### [Problem details]
Your answer must be an exact copy of the listing below.

○ ○ ○ ○

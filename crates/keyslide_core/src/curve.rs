// SPDX-License-Identifier: MIT OR Apache-2.0
//! Animation curves and selection detection.

use crate::error::{Result, SlideError};
use crate::host::AnimationHost;
use crate::key::Key;
use crate::settings::SlideSettings;
use std::cell::OnceCell;
use std::collections::HashSet;
use std::rc::Rc;

/// Snapshot of one animation curve and all of its keys.
///
/// The key list is read-only. When the host changes, detect again and build
/// a new curve instead of patching this one.
#[derive(Debug)]
pub struct Curve {
    name: Rc<str>,
    keys: Vec<Key>,
    default_value: OnceCell<f64>,
}

impl Curve {
    /// Create a curve from already-built keys
    pub fn new(name: impl Into<Rc<str>>, keys: Vec<Key>) -> Self {
        Self {
            name: name.into(),
            keys,
            default_value: OnceCell::new(),
        }
    }

    /// Build a curve from the host, with selection flags as the host reports them
    pub fn load(host: &dyn AnimationHost, name: &str) -> Result<Self> {
        let name: Rc<str> = name.into();
        let count = host.key_count(&name)?;
        let selected: HashSet<usize> = host.selected_key_indices(&name)?.into_iter().collect();

        let keys = (0..count)
            .map(|index| Key::new(Rc::clone(&name), index, count, selected.contains(&index)))
            .collect();

        Ok(Self::new(name, keys))
    }

    /// All curves driving an attribute
    pub fn from_attribute(host: &dyn AnimationHost, attribute: &str) -> Result<Vec<Self>> {
        host.curves_for_attribute(attribute)?
            .iter()
            .map(|name| Self::load(host, name))
            .collect()
    }

    /// Detect the curves the user is working on.
    ///
    /// Explicitly selected keys win. Without them (and unless
    /// `force_selected_keys` is set) the key on the current frame of every
    /// curve in the UI context is used when `find_current_keys` is enabled.
    /// Host failures drop the affected attribute instead of failing.
    pub fn detect_curves(
        host: &dyn AnimationHost,
        settings: &SlideSettings,
        force_selected_keys: bool,
    ) -> Vec<Self> {
        let mut curves = Vec::new();

        if force_selected_keys || host.graph_editor_active() {
            tracing::debug!("Searching for selected keys");
            for attribute in host.attributes_with_selected_keys() {
                curves.extend(Self::load_attribute(host, &attribute));
            }
            curves.retain(|curve| curve.selected_keys().next().is_some());
        }

        if curves.is_empty() && !force_selected_keys && settings.find_current_keys {
            tracing::debug!("No keys selected, grabbing from current frame");
            let time = host.current_time();
            for attribute in host.panel_attributes() {
                for mut curve in Self::load_attribute(host, &attribute) {
                    match host.key_index_at_time(&curve.name, time) {
                        Ok(Some(index)) => {
                            curve.select_only(index);
                            curves.push(curve);
                        }
                        Ok(None) => {}
                        Err(err) => {
                            tracing::warn!("Skipping curve {}: {}", curve.name, err);
                        }
                    }
                }
            }
        }

        curves
    }

    fn load_attribute(host: &dyn AnimationHost, attribute: &str) -> Vec<Self> {
        match Self::from_attribute(host, attribute) {
            Ok(curves) => curves,
            Err(err) => {
                tracing::warn!("Skipping attribute {}: {}", attribute, err);
                Vec::new()
            }
        }
    }

    fn select_only(&mut self, index: usize) {
        for key in &mut self.keys {
            let selected = key.index() == index;
            key.set_selected(selected);
        }
    }

    /// Curve name
    pub fn name(&self) -> &str {
        &self.name
    }

    /// Shared handle to the curve name
    pub fn name_rc(&self) -> &Rc<str> {
        &self.name
    }

    /// All keys in index order
    pub fn keys(&self) -> &[Key] {
        &self.keys
    }

    /// Key at an index
    pub fn key(&self, index: usize) -> Option<&Key> {
        self.keys.get(index)
    }

    /// Number of keys
    pub fn len(&self) -> usize {
        self.keys.len()
    }

    /// Whether the curve has no keys
    pub fn is_empty(&self) -> bool {
        self.keys.is_empty()
    }

    /// Selected keys in index order
    pub fn selected_keys(&self) -> impl Iterator<Item = &Key> {
        self.keys.iter().filter(|k| k.is_selected())
    }

    /// Default value of the attribute this curve drives (queried once)
    pub fn default_value(&self, host: &dyn AnimationHost) -> Result<f64> {
        if let Some(value) = self.default_value.get() {
            return Ok(*value);
        }
        let value = host
            .attribute_default(&self.name)
            .map_err(|err| SlideError::AttributeResolution {
                curve: self.name.to_string(),
                reason: err.to_string(),
            })?;
        let _ = self.default_value.set(value);
        Ok(value)
    }
}

// Curves are the same curve when their names match.
impl PartialEq for Curve {
    fn eq(&self, other: &Self) -> bool {
        self.name == other.name
    }
}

○ ○ ○ ○

### [Answer below]
filename crates/keyslide_core/src/curve.rs
// SPDX-License-Identifier: MIT OR Apache-2.0
//! Animation curves and selection detection.

use crate::error::{Result, SlideError};
use crate::host::AnimationHost;
use crate::key::Key;
use crate::settings::SlideSettings;
use std::cell::OnceCell;
use std::collections::HashSet;
use std::rc::Rc;

/// Snapshot of one animation curve and all of its keys.
///
/// The key list is read-only. When the host changes, detect again and build
/// a new curve instead of patching this one.
#[derive(Debug)]
pub struct Curve {
    name: Rc<str>,
    keys: Vec<Key>,
    default_value: OnceCell<f64>,
}

impl Curve {
    /// Create a curve from already-built keys
    pub fn new(name: impl Into<Rc<str>>, keys: Vec<Key>) -> Self {
        Self {
            name: name.into(),
            keys,
            default_value: OnceCell::new(),
        }
    }

    /// Build a curve from the host, with selection flags as the host reports them
    pub fn load(host: &dyn AnimationHost, name: &str) -> Result<Self> {
        let name: Rc<str> = name.into();
        let count = host.key_count(&name)?;
        let selected: HashSet<usize> = host.selected_key_indices(&name)?.into_iter().collect();

        let keys = (0..count)
            .map(|index| Key::new(Rc::clone(&name), index, count, selected.contains(&index)))
            .collect();

        Ok(Self::new(name, keys))
    }

    /// All curves driving an attribute
    pub fn from_attribute(host: &dyn AnimationHost, attribute: &str) -> Result<Vec<Self>> {
        host.curves_for_attribute(attribute)?
            .iter()
            .map(|name| Self::load(host, name))
            .collect()
    }

    /// Detect the curves the user is working on.
    ///
    /// Explicitly selected keys win. Without them (and unless
    /// `force_selected_keys` is set) the key on the current frame of every
    /// curve in the UI context is used when `find_current_keys` is enabled.
    /// Host failures drop the affected attribute instead of failing.
    pub fn detect_curves(
        host: &dyn AnimationHost,
        settings: &SlideSettings,
        force_selected_keys: bool,
    ) -> Vec<Self> {
        let mut curves = Vec::new();

        if force_selected_keys || host.graph_editor_active() {
            tracing::debug!("Searching for selected keys");
            for attribute in host.attributes_with_selected_keys() {
                curves.extend(Self::load_attribute(host, &attribute));
            }
            curves.retain(|curve| curve.selected_keys().next().is_some());
        }

        if curves.is_empty() && !force_selected_keys && settings.find_current_keys {
            tracing::debug!("No keys selected, grabbing from current frame");
            let time = host.current_time();
            for attribute in host.panel_attributes() {
                for mut curve in Self::load_attribute(host, &attribute) {
                    match host.key_index_at_time(&curve.name, time) {
                        Ok(Some(index)) => {
                            curve.select_only(index);
                            curves.push(curve);
                        }
                        Ok(None) => {}
                        Err(err) => {
                            tracing::warn!("Skipping curve {}: {}", curve.name, err);
                        }
                    }
                }
            }
        }

        curves
    }

    fn load_attribute(host: &dyn AnimationHost, attribute: &str) -> Vec<Self> {
        match Self::from_attribute(host, attribute) {
            Ok(curves) => curves,
            Err(err) => {
                tracing::warn!("Skipping attribute {}: {}", attribute, err);
                Vec::new()
            }
        }
    }

    fn select_only(&mut self, index: usize) {
        for key in &mut self.keys {
            let selected = key.index() == index;
            key.set_selected(selected);
        }
    }

    /// Curve name
    pub fn name(&self) -> &str {
        &self.name
    }

    /// Shared handle to the curve name
    pub fn name_rc(&self) -> &Rc<str> {
        &self.name
    }

    /// All keys in index order
    pub fn keys(&self) -> &[Key] {
        &self.keys
    }

    /// Key at an index
    pub fn key(&self, index: usize) -> Option<&Key> {
        self.keys.get(index)
    }

    /// Number of keys
    pub fn len(&self) -> usize {
        self.keys.len()
    }

    /// Whether the curve has no keys
    pub fn is_empty(&self) -> bool {
        self.keys.is_empty()
    }

    /// Selected keys in index order
    pub fn selected_keys(&self) -> impl Iterator<Item = &Key> {
        self.keys.iter().filter(|k| k.is_selected())
    }

    /// Default value of the attribute this curve drives (queried once)
    pub fn default_value(&self, host: &dyn AnimationHost) -> Result<f64> {
        if let Some(value) = self.default_value.get() {
            return Ok(*value);
        }
        let value = host
            .attribute_default(&self.name)
            .map_err(|err| SlideError::AttributeResolution {
                curve: self.name.to_string(),
                reason: err.to_string(),
            })?;
        let _ = self.default_value.set(value);
        Ok(value)
    }
}

// Curves are the same curve when their names match.
impl PartialEq for Curve {
    fn eq(&self, other: &Self) -> bool {
        self.name == other.name
    }
}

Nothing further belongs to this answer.